Religion degenerates with the development of language. It is redeemed only when language points, rather than describes. (Consider Vico.) In Christianity (the dominant Western faith), the paramount example of this desacralization is the Zwinglian doctrine of Communion as simply a memorial. Placing Communion in the category of sign rather than the experienced mysterious sacrifice of Christ — with the change of the bread and wine into His very body and blood — was a momentous advance in the tyranny of scientific literalism as reality. Even Cranmer, who defended the practice of reception of the elements by kneeling, did, perhaps forced to do so, add the “black rubric” to the second Book of Common Prayer and changed “altar” to “table.” Indeed, the utter extremity, and almost laughable literalism of the “black rubric” is in its conclusion: “For it is agaynst the trueth of Christes true natural bodye, to be in moe places then in one, at one tyme.” While it can be argued that implicit in the medieval distinction between the accidental and substantial natures of the bread and wine is the seed of literalism, it took the rise of printing, Protestantism, and scientism to complete the degeneration of language about the Eucharist. Gregory Bateson contrasts Catholic with Protestant views of Communion as the difference between metaphor (“Watch out for him, my friend; he is a fox”; “This is the body of Christ”) and simile (“Watch out for him, my friend; he is like a fox”; “This is like the body of Christ”). The metaphor is a mythic or poetic equation— While they were eating, Jesus took bread, and when he had given thanks, he broke it and gave it to his disciples, saying, Take and eat; this is my body.” This is metaphor, myth; but a simile is a literal comparison. The literalism of the extreme Reformers ignores the performatory nature of language and the ecclesial, contextual meanings of “the Body of Christ,” some of which Hooker may have sensed in his latitude, moderating some Enlightenment-like discrete categories. Fortunately the Anglican tradition of “real presence” can elevate the experience of the communicant above the categories of thought which can divert the Christian from the enjoyment of, and transformation by, the Mystery. One is welcomed with any theological understanding of the Eucharist, or none; the experience, not the theory, counts. The Reformers who scoffed at the Catholic teaching
of transubstantiation as superstition were deeply corrupted by the incipient
literalism in the air, as are those today who find Hindus worshipping idols
to be silly and stupid, rather than advanced intellectually and spiritually.

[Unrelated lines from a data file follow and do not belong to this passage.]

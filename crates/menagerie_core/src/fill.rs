//! # Ellipsoid Fill
//!
//! Solid rasterization of an axis-aligned ellipsoid into a [`VoxelMap`].
//!
//! The ellipsoid has radius `r` on X and Z and `r * vertical_scale` on Y, so
//! `vertical_scale = 1.0` is a sphere, values below one flatten it and values
//! above one stretch it.
//!
//! ## Algorithm
//!
//! 1. Bound the ellipsoid with a lattice box:
//!    `[floor(c - r), ceil(c + r)]` on X/Z and
//!    `[floor(cy - r*s), ceil(cy + r*s)]` on Y
//! 2. Visit every cell of the box exactly once
//! 3. Keep the cell iff `dx² + (dy / s)² + dz² <= r²`
//!
//! ## Degenerate input
//!
//! A zero radius keeps at most the center cell. A negative radius or a
//! negative scale inverts the box, so nothing is written. NaN or infinite
//! parameters write nothing.

use crate::bounds::Bounds;
use crate::map::VoxelMap;
use crate::voxel::{lattice_coord, Color, VoxelKey};

/// An axis-aligned ellipsoid in continuous space.
#[derive(Clone, Copy, Debug, PartialEq)]
pub struct Ellipsoid {
    /// Center position `[x, y, z]`.
    pub center: [f64; 3],
    /// Horizontal (X/Z) radius.
    pub radius: f64,
    /// Y extent relative to the horizontal radius.
    pub vertical_scale: f64,
}

impl Ellipsoid {
    /// Creates a sphere.
    #[inline]
    #[must_use]
    pub const fn sphere(x: f64, y: f64, z: f64, radius: f64) -> Self {
        Self {
            center: [x, y, z],
            radius,
            vertical_scale: 1.0,
        }
    }

    /// Stretches (`> 1`) or flattens (`< 1`) the Y extent.
    #[inline]
    #[must_use]
    pub const fn with_vertical_scale(mut self, vertical_scale: f64) -> Self {
        self.vertical_scale = vertical_scale;
        self
    }

    /// Returns true if every parameter is a finite number.
    #[inline]
    #[must_use]
    pub fn is_finite(&self) -> bool {
        self.center.iter().all(|c| c.is_finite())
            && self.radius.is_finite()
            && self.vertical_scale.is_finite()
    }

    /// Lattice box that conservatively covers the ellipsoid.
    ///
    /// `None` for non-finite parameters, or when a corner of the box falls
    /// outside the `i32` lattice. The box may be empty.
    #[must_use]
    pub fn lattice_bounds(&self) -> Option<Bounds> {
        if !self.is_finite() {
            return None;
        }
        let [cx, cy, cz] = self.center;
        let r = self.radius;
        let ry = r * self.vertical_scale;
        Some(Bounds::new(
            VoxelKey::new(
                lattice_coord((cx - r).floor())?,
                lattice_coord((cy - ry).floor())?,
                lattice_coord((cz - r).floor())?,
            ),
            VoxelKey::new(
                lattice_coord((cx + r).ceil())?,
                lattice_coord((cy + ry).ceil())?,
                lattice_coord((cz + r).ceil())?,
            ),
        ))
    }

    /// Membership test for a lattice cell.
    ///
    /// Any NaN along the way makes the comparison false.
    #[inline]
    #[must_use]
    pub fn contains(&self, key: VoxelKey) -> bool {
        let [cx, cy, cz] = self.center;
        let dx = f64::from(key.x) - cx;
        let dy = (f64::from(key.y) - cy) / self.vertical_scale;
        let dz = f64::from(key.z) - cz;
        dx * dx + dy * dy + dz * dz <= self.radius * self.radius
    }

    /// Every lattice cell inside the ellipsoid, X outermost.
    pub fn lattice_points(&self) -> impl Iterator<Item = VoxelKey> {
        let this = *self;
        self.lattice_bounds()
            .into_iter()
            .flat_map(Bounds::keys)
            .filter(move |&key| this.contains(key))
    }

    /// Writes every cell inside the ellipsoid into `map`.
    pub fn fill(&self, map: &mut VoxelMap, color: Color) {
        for key in self.lattice_points() {
            map.insert(key, color);
        }
    }
}

/// Fills a solid ellipsoid.
///
/// # Arguments
///
/// * `cx`, `cy`, `cz` - Center
/// * `radius` - Horizontal (X/Z) radius
/// * `color` - Color written to every included cell
/// * `vertical_scale` - Y extent relative to the radius (`1.0` for a sphere)
#[inline]
pub fn fill_ellipsoid(
    map: &mut VoxelMap,
    cx: f64,
    cy: f64,
    cz: f64,
    radius: f64,
    color: Color,
    vertical_scale: f64,
) {
    Ellipsoid::sphere(cx, cy, cz, radius)
        .with_vertical_scale(vertical_scale)
        .fill(map, color);
}

/// Fills a solid sphere. Same as [`fill_ellipsoid`] with a scale of `1.0`.
#[inline]
pub fn fill_sphere(map: &mut VoxelMap, cx: f64, cy: f64, cz: f64, radius: f64, color: Color) {
    Ellipsoid::sphere(cx, cy, cz, radius).fill(map, color);
}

If you think that material objects are mere signs or empty symbols, or
vague memorials, consider those who are willing to die for a piece of cloth
called the flag.
Alas, the desacralization, the literalization of Christianity has infected other faiths through Western imperialism. Islam is a particularly painful example, for even this extraordinarily beautiful faith has been corrupted by Western hegemony, and in rare cases reflects the iniquity of our own violence. Here are some contrasts to consider:
Alexander Pope’s brilliant epitaph for Isaac Newton
placed Newton’s signal achievements in exploring the nature of light and
other physical phenomena, in the context of the first chapter of the Bible
stories of creation. But what a perceptive contrast! is William Blake’s
rejoinder emphasizing the participatory nature of perception, anticipating
certain quantum mechanical interpretations of our time.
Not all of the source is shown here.